I have to agree with Stanley Fish on this one. If you haven't been watching Big Love this season, you should be. If you haven't seen it before, get the DVDs in your Netflix queue immediately.
While at first the early episodes of Big Love were targeted at humanizing polygamists, showing that in their own weird, fucked up way, they were a family that loved each other very much. They looked out for each other. They protected one another. (Spoilers to follow.)
This season, that meme has been turned on its head. Slowly, the Henrickson family is falling apart. This high-drama series has steered away from the mafia-esque themes in the last season and has begun focusing on the internal fissures within the family. Earlier in the season, an attempt to add a fourth wife crashed and burned. Members of the family are diverging from their firmly held conservative beliefs.
Nicki has emerged as one of the most fascinating characters this season. She is both fiercely loyal to her biological mother and resistant to the manipulations of her father, a character eerily modeled after Warren Jeffs, while still helping him to be acquitted of charges of statutory rape. Meanwhile, she's lying to her husband and sister wives about trying to get pregnant -- she is secretly taking birth control. Just a few episodes ago, Nicki's sister wives escorted her to a fertility doctor to see why she hadn't been conceiving. While in the room with the doctor, Nicki asked for another birth control prescription.
One of the scariest things about the last episode that I just watched last night was when the family discovered that Nicki was intentionally trying to avoid pregnancy. In a terrifying moment, her husband, Bill, orders her to stop taking the pills immediately. He accuses her of defying her heavenly duty by not wanting to bear children.
The episode also showed the trials of the eldest daughter, who is pregnant. In a moment of great irony, Barb accuses her daughter of taking birth control pills. If only Sarah had been taking birth control, she wouldn't be faced with the difficult situation of what to do with her pregnancy. At the end of the episode, she miscarries. (A plot twist I find a little too convenient.)

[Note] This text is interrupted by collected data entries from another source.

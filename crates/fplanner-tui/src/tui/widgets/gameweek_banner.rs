// Gameweek banner: the selected gameweek, its deadline and what is planned
// for it.

use chrono::{DateTime, Local, Utc};
use ratatui::layout::Rect;
use ratatui::style::{Color, Modifier, Style};
use ratatui::text::{Line, Span};
use ratatui::widgets::{Block, Borders, Paragraph};
use ratatui::Frame;

use fplanner_core::analytics::format_price;
use fplanner_core::model::Bootstrap;
use fplanner_core::plan::TransferPlan;

use crate::tui::ViewState;

/// Render the gameweek banner into the given area.
pub fn render(frame: &mut Frame, area: Rect, state: &ViewState) {
    let line = match state.snapshot.bootstrap.as_deref() {
        Some(bootstrap) if state.snapshot.selected_gameweek > 0 => build_line(state, bootstrap),
        _ => Line::from(Span::styled(
            "  No game data loaded",
            Style::default().fg(Color::DarkGray).add_modifier(Modifier::DIM),
        )),
    };

    let paragraph = Paragraph::new(line).block(
        Block::default()
            .borders(Borders::ALL)
            .title("Gameweek")
            .border_style(Style::default().fg(Color::Cyan)),
    );
    frame.render_widget(paragraph, area);
}

fn build_line(state: &ViewState, bootstrap: &Bootstrap) -> Line<'static> {
    let snapshot = &state.snapshot;
    let gw = snapshot.selected_gameweek;
    let label = Style::default().fg(Color::Gray);

    let mut spans = vec![Span::styled(
        format!(" GW {gw}"),
        Style::default().fg(Color::Yellow).add_modifier(Modifier::BOLD),
    )];
    if gw == snapshot.current_gameweek {
        spans.push(Span::styled(" (current)", label));
    }

    let deadline = bootstrap.gameweek(gw).and_then(|e| e.deadline_time);
    spans.push(Span::styled(" | Deadline: ", label));
    spans.push(Span::raw(format_deadline(deadline)));

    spans.push(Span::styled(" | Chip: ", label));
    match snapshot.plans.chip_for(gw) {
        Some(chip) => spans.push(Span::styled(
            chip.label(),
            Style::default().fg(Color::Magenta).add_modifier(Modifier::BOLD),
        )),
        None => spans.push(Span::raw("-")),
    }

    spans.push(Span::styled(" | Transfer: ", label));
    spans.push(Span::raw(
        snapshot
            .plans
            .transfer_for(gw)
            .map(|plan| describe_transfer(plan, bootstrap))
            .unwrap_or_else(|| "-".into()),
    ));

    if let Some(points) = snapshot.gameweek_points {
        spans.push(Span::styled(" | Live: ", label));
        spans.push(Span::styled(
            format!("{points} pts"),
            Style::default().fg(Color::Green).add_modifier(Modifier::BOLD),
        ));
    }

    Line::from(spans)
}

/// Deadline in local time, e.g. "Fri 17 Oct 18:30".
pub fn format_deadline(deadline: Option<DateTime<Utc>>) -> String {
    match deadline {
        Some(d) => d.with_timezone(&Local).format("%a %d %b %H:%M").to_string(),
        None => "TBC".into(),
    }
}

/// "Solanke → Wissa (-£4.0m)" with the cost the plan recorded.
pub fn describe_transfer(plan: &TransferPlan, bootstrap: &Bootstrap) -> String {
    let name = |id| {
        bootstrap
            .player(id)
            .map(|p| p.web_name.clone())
            .unwrap_or_else(|| format!("#{id}"))
    };
    format!(
        "{} → {} ({}{})",
        name(plan.player_out),
        name(plan.player_in),
        if plan.cost > 0 { "+" } else { "" },
        format_price(plan.cost)
    )
}

// ---------------------------------------------------------------------------
// Tests
// ---------------------------------------------------------------------------
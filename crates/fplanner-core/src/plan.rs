// Local hypothetical plans: one transfer and one chip per gameweek.

use serde::{Deserialize, Serialize};
use thiserror::Error;

use crate::model::{Chip, Gameweek, PlayerId, MAX_GAMEWEEK};

// ---------------------------------------------------------------------------
// Error types
// ---------------------------------------------------------------------------

#[derive(Debug, Clone, PartialEq, Eq, Error)]
pub enum PlanError {
    #[error("{chip} is already planned for gameweek {gameweek}")]
    ChipAlreadyPlanned { chip: Chip, gameweek: Gameweek },

    #[error("invalid transfer: {message}")]
    InvalidTransfer { message: String },
}

// ---------------------------------------------------------------------------
// Plan records
// ---------------------------------------------------------------------------

/// A hypothetical one-for-one swap planned for a future gameweek.
#[derive(Debug, Clone, PartialEq, Eq, Serialize, Deserialize)]
pub struct TransferPlan {
    pub gameweek: Gameweek,
    pub player_out: PlayerId,
    pub player_in: PlayerId,
    /// Price delta (`in - out`) at the time the plan was made, tenths of a
    /// million. Informational only; projections recompute from live prices.
    pub cost: i32,
}

impl TransferPlan {
    pub fn validate(&self) -> Result<(), PlanError> {
        if self.player_out == self.player_in {
            return Err(PlanError::InvalidTransfer {
                message: format!("player {} cannot replace themselves", self.player_in),
            });
        }
        if !(1..=MAX_GAMEWEEK).contains(&self.gameweek) {
            return Err(PlanError::InvalidTransfer {
                message: format!("gameweek {} is outside 1..={MAX_GAMEWEEK}", self.gameweek),
            });
        }
        Ok(())
    }
}

#[derive(Debug, Clone, Copy, PartialEq, Eq, Serialize, Deserialize)]
pub struct ChipPlan {
    pub gameweek: Gameweek,
    pub chip: Chip,
}

// ---------------------------------------------------------------------------
// PlanBook
// ---------------------------------------------------------------------------

/// The manager's planned transfers and chips.
///
/// Transfers keep insertion order (the projection engine relies on a stable
/// sort, so ties between equal gameweeks fall back to it). At most one
/// transfer and one chip exist per gameweek, and a chip is assigned to at
/// most one gameweek.
#[derive(Debug, Clone, Default, PartialEq, Eq, Serialize, Deserialize)]
pub struct PlanBook {
    transfers: Vec<TransferPlan>,
    chips: Vec<ChipPlan>,
}

impl PlanBook {
    pub fn new() -> Self {
        Self::default()
    }

    /// Rebuild a book from persisted rows, enforcing the per-gameweek and
    /// per-chip uniqueness rules (later rows win).
    pub fn from_parts(transfers: Vec<TransferPlan>, chips: Vec<ChipPlan>) -> Self {
        let mut book = Self::new();
        for plan in transfers {
            book.transfers.retain(|t| t.gameweek != plan.gameweek);
            book.transfers.push(plan);
        }
        for plan in chips {
            book.chips
                .retain(|c| c.gameweek != plan.gameweek && c.chip != plan.chip);
            book.chips.push(plan);
        }
        book
    }

    pub fn transfers(&self) -> &[TransferPlan] {
        &self.transfers
    }

    pub fn chips(&self) -> &[ChipPlan] {
        &self.chips
    }

    pub fn is_empty(&self) -> bool {
        self.transfers.is_empty() && self.chips.is_empty()
    }

    /// Insert a transfer plan, replacing any existing plan for its gameweek.
    pub fn upsert_transfer(&mut self, plan: TransferPlan) -> Result<(), PlanError> {
        plan.validate()?;
        self.transfers.retain(|t| t.gameweek != plan.gameweek);
        self.transfers.push(plan);
        Ok(())
    }

    /// Remove the transfer planned for `gw`. Returns the removed plan.
    pub fn remove_transfer(&mut self, gw: Gameweek) -> Option<TransferPlan> {
        let idx = self.transfers.iter().position(|t| t.gameweek == gw)?;
        Some(self.transfers.remove(idx))
    }

    pub fn transfer_for(&self, gw: Gameweek) -> Option<&TransferPlan> {
        self.transfers.iter().find(|t| t.gameweek == gw)
    }

    /// Plan `chip` for `gw`, replacing any chip already planned for `gw`.
    ///
    /// Fails if `chip` is already planned for a different gameweek.
    pub fn assign_chip(&mut self, gw: Gameweek, chip: Chip) -> Result<(), PlanError> {
        if let Some(existing) = self
            .chips
            .iter()
            .find(|c| c.chip == chip && c.gameweek != gw)
        {
            return Err(PlanError::ChipAlreadyPlanned {
                chip,
                gameweek: existing.gameweek,
            });
        }
        self.chips.retain(|c| c.gameweek != gw);
        self.chips.push(ChipPlan { gameweek: gw, chip });
        Ok(())
    }

    /// Remove `chip` if it is planned for `gw`, otherwise assign it.
    /// Returns whether the chip is planned for `gw` afterwards.
    pub fn toggle_chip(&mut self, gw: Gameweek, chip: Chip) -> Result<bool, PlanError> {
        if self.chip_for(gw) == Some(chip) {
            self.remove_chip(gw);
            return Ok(false);
        }
        self.assign_chip(gw, chip)?;
        Ok(true)
    }

    pub fn remove_chip(&mut self, gw: Gameweek) -> Option<Chip> {
        let idx = self.chips.iter().position(|c| c.gameweek == gw)?;
        Some(self.chips.remove(idx).chip)
    }

    pub fn chip_for(&self, gw: Gameweek) -> Option<Chip> {
        self.chips.iter().find(|c| c.gameweek == gw).map(|c| c.chip)
    }

    pub fn clear(&mut self) {
        self.transfers.clear();
        self.chips.clear();
    }
}

#[cfg(test)]
mod tests {
    use super::*;

    fn transfer(gw: Gameweek, out: PlayerId, inn: PlayerId) -> TransferPlan {
        TransferPlan {
            gameweek: gw,
            player_out: out,
            player_in: inn,
            cost: 0,
        }
    }

    #[test]
    fn upsert_is_last_write_wins_per_gameweek() {
        let mut book = PlanBook::new();
        book.upsert_transfer(transfer(10, 1, 2)).unwrap();
        book.upsert_transfer(transfer(11, 3, 4)).unwrap();
        book.upsert_transfer(transfer(10, 5, 6)).unwrap();

        assert_eq!(book.transfers().len(), 2);
        let gw10 = book.transfer_for(10).unwrap();
        assert_eq!((gw10.player_out, gw10.player_in), (5, 6));
    }

    #[test]
    fn upsert_rejects_self_swap_and_bad_gameweek() {
        let mut book = PlanBook::new();
        assert!(matches!(
            book.upsert_transfer(transfer(10, 7, 7)),
            Err(PlanError::InvalidTransfer { .. })
        ));
        assert!(matches!(
            book.upsert_transfer(transfer(0, 1, 2)),
            Err(PlanError::InvalidTransfer { .. })
        ));
        assert!(matches!(
            book.upsert_transfer(transfer(39, 1, 2)),
            Err(PlanError::InvalidTransfer { .. })
        ));
        assert!(book.is_empty());
    }

    #[test]
    fn remove_transfer_returns_plan() {
        let mut book = PlanBook::new();
        book.upsert_transfer(transfer(12, 1, 2)).unwrap();
        assert_eq!(book.remove_transfer(12).map(|t| t.player_in), Some(2));
        assert_eq!(book.remove_transfer(12), None);
    }

    #[test]
    fn chip_cannot_be_planned_twice() {
        let mut book = PlanBook::new();
        book.assign_chip(12, Chip::Wildcard).unwrap();
        let err = book.assign_chip(15, Chip::Wildcard).unwrap_err();
        assert_eq!(
            err,
            PlanError::ChipAlreadyPlanned {
                chip: Chip::Wildcard,
                gameweek: 12
            }
        );
        assert_eq!(err.to_string(), "Wildcard is already planned for gameweek 12");
        assert_eq!(book.chip_for(15), None);
    }

    #[test]
    fn assigning_a_new_chip_replaces_the_gameweek_chip() {
        let mut book = PlanBook::new();
        book.assign_chip(12, Chip::Wildcard).unwrap();
        book.assign_chip(12, Chip::BenchBoost).unwrap();
        assert_eq!(book.chip_for(12), Some(Chip::BenchBoost));
        assert_eq!(book.chips().len(), 1);
        // Wildcard is free again.
        book.assign_chip(14, Chip::Wildcard).unwrap();
    }

    #[test]
    fn toggle_chip_round_trip() {
        let mut book = PlanBook::new();
        assert!(book.toggle_chip(20, Chip::TripleCaptain).unwrap());
        assert_eq!(book.chip_for(20), Some(Chip::TripleCaptain));
        assert!(!book.toggle_chip(20, Chip::TripleCaptain).unwrap());
        assert_eq!(book.chip_for(20), None);
    }

    #[test]
    fn toggle_chip_surfaces_conflict() {
        let mut book = PlanBook::new();
        book.toggle_chip(20, Chip::FreeHit).unwrap();
        assert!(book.toggle_chip(21, Chip::FreeHit).is_err());
    }

    #[test]
    fn from_parts_enforces_uniqueness() {
        let book = PlanBook::from_parts(
            vec![transfer(10, 1, 2), transfer(10, 3, 4)],
            vec![
                ChipPlan { gameweek: 5, chip: Chip::Wildcard },
                ChipPlan { gameweek: 6, chip: Chip::Wildcard },
            ],
        );
        assert_eq!(book.transfers().len(), 1);
        assert_eq!(book.transfer_for(10).unwrap().player_in, 4);
        assert_eq!(book.chips().len(), 1);
        assert_eq!(book.chip_for(6), Some(Chip::Wildcard));
    }

    #[test]
    fn clear_empties_book() {
        let mut book = PlanBook::new();
        book.upsert_transfer(transfer(10, 1, 2)).unwrap();
        book.assign_chip(10, Chip::FreeHit).unwrap();
        book.clear();
        assert!(book.is_empty());
    }
}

The reason the character of Nicki is so fascinating is because she has grown up on the fundamentalist compound. She still remains close ties to her family there, and she often guilts her own family when they are going against the "principle." She knows the rules of polygamy and believes in them -- but she still resists having more children. The last episode reveals it may be because she doesn't necessarily feel attracted to her husband. She's even been toying with the notion of an affair with her boss. And this family is supposed to represent the "normal" polygamists.
The problem here is a question of autonomy. These are battles that we like to think we've already fought and tucked away long ago, but some women are still living out the battles of control over their reproductive lives. The character Nicki is lucky -- although she had to lie to her husband, she still had the ability to obtain a prescription for birth control. There are women that are in a similar position where they don't want more children, but don't have as easy of access to birth control.